We were the support people for Hardi's mother when she was faced with becoming the primary caregiver for Hardi's dad, after a series of strokes and through a number of ongoing medical crises including heart attacks and a fall leading to a broken hip. The broken hip ended his homecare option because he'd declined the physical therapy after the stroke, and he could not rehab the hip after it broke.
We also pastor elders going through this as well as their adult children and grandchildren.
And, I "sit with" a dear friend in his late 80's, post-stroke, so his wife remembers to get out. We have a grand time; as the wife's own mental status deteriorates with Alzheimers, we're building me into their family network and their assisted-living regime. Right now, in addition to providing loving and challenging companionship, I'm the stroke-translator and the fixer of puzzling problems. :~)
So these are the xperiences that form the background of the following my reflections.... and I realize that the community we pastor in now, where people are tough and live a long, long time, has taught us whjat we moghjt never have learend had we stayed in suburbia. I've paid careful attention to how people here care for one another through all of life's passages..... we're surrounded by wise examples.
The painful fact that is inescapable is that the tenacity to want to stay at home far outstrips nearly all disabled elders' ability to actually manage the reality of doing it. It is very, very hard for all concerned to sort out the difference between an elder expressing sorrow and anger at life itself's hard turns, from their actual ability and desire to live at home.
Another painful fact is that in our modern societies, we lack good solutions to this part of life. It's a no-win situation for all involved, and it sucks. It REALLY sucks, bigtime, and there isn't any way around that.
The best that can usually be accomplished is to put the time and energy that family and friends WOULD have put into helping with home care, into supportive friendship after independence is no longer an option-- to avoid being the actual care-GIVER and become the CARER.
There's no avoiding how painful it is to have to hear the complaints and blame about the decisions you or others have made in their behalf, as the elder seeks to make sense of whatever new realities are necessary... but it IS a normal part of life as we live it in our present culture, and we each bear that burden of caring for elders, in our turn.

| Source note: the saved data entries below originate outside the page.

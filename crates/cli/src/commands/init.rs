//! Starter configuration file.

use std::path::{Path, PathBuf};

use anyhow::{bail, Context, Result};
use clap::Args;
use wheel_trade_core::{DEFAULT_CONFIG_PATH, DEFAULT_CONFIG_TOML};

/// Arguments for the init command.
#[derive(Args, Debug, Clone)]
pub struct InitArgs {
    /// Where to write the file
    #[arg(long, default_value = DEFAULT_CONFIG_PATH)]
    pub path: PathBuf,

    /// Overwrite an existing file
    #[arg(long)]
    pub force: bool,
}

/// Writes the commented default configuration.
///
/// # Errors
/// Returns an error if the file exists without `--force` or cannot be written.
pub fn run_init(args: InitArgs) -> Result<()> {
    write_starter(&args.path, args.force)?;
    println!("Wrote {}", args.path.display());
    println!("Set broker.api_key and broker.api_secret (or WHEEL_BROKER__API_KEY / WHEEL_BROKER__API_SECRET) before `wheel start`.");
    Ok(())
}

fn write_starter(path: &Path, force: bool) -> Result<()> {
    if path.exists() && !force {
        bail!("{} already exists, pass --force to overwrite", path.display());
    }
    if let Some(parent) = path.parent().filter(|p| !p.as_os_str().is_empty()) {
        std::fs::create_dir_all(parent)
            .with_context(|| format!("cannot create {}", parent.display()))?;
    }
    std::fs::write(path, DEFAULT_CONFIG_TOML)
        .with_context(|| format!("cannot write {}", path.display()))?;
    Ok(())
}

So what is left, in the midst of these really sh*tty realities, is to make the best decisions you can with the most love and awareness of every aspect of it, that you can muster-- to face that head-on and do what you can, with what you have to work with-- and to keep loving the dickens out of these dear, burnished souls, as they are, day by day. To love them not for who they have been and wish they still were, but to cherish WITH THEM their memories of those earlier days they hoped would go on much longer, and to love them as they now are. They feel so unlovable-- they feel so "less than" they want to be. But if you just love'em, that helps. Not as much as we would all like-- we'd all like to make everything all better, and we can't.
It's hard to strike a balance but you must: you must keep to your own existing commitments and take care of yourself, in order to have anything to give either as caregiver or as visiting loved one. No one who has ever been told this can hear it, at first... but you will hear the same wise guidnace from people who have been through it and from professionals invovled with you now. But the situation will teach it to you....
You learn, or you die by slow degrees, to spend the time with your elder that you can-- and leave promptly and cheerfully with no apology. You learn to hug them when they are railing at you most hurtfully. You learn to individualize your care for them to the person they are, and the needs they have.
One thing many people fail to grasp is how much mental improvement occurs when there is mental stimulation. Old photos are the BEST. Making easy and brief but meaningful and increaingly complex activities part of every interaction helps you and your loved elder stay as sharp as they can be, and more aware of and appreciative of the help they now need.
Something to keep in mind through this is that our elders have gone before us to play this role, in their turn, for their parents and their just-older peers. They just need a lot of patience as they make the transition from helper to the helped-- it's a bitter pill to swallow.
And we'll have our turn to be helped, eventually, too. It all goes around and around-- it's life.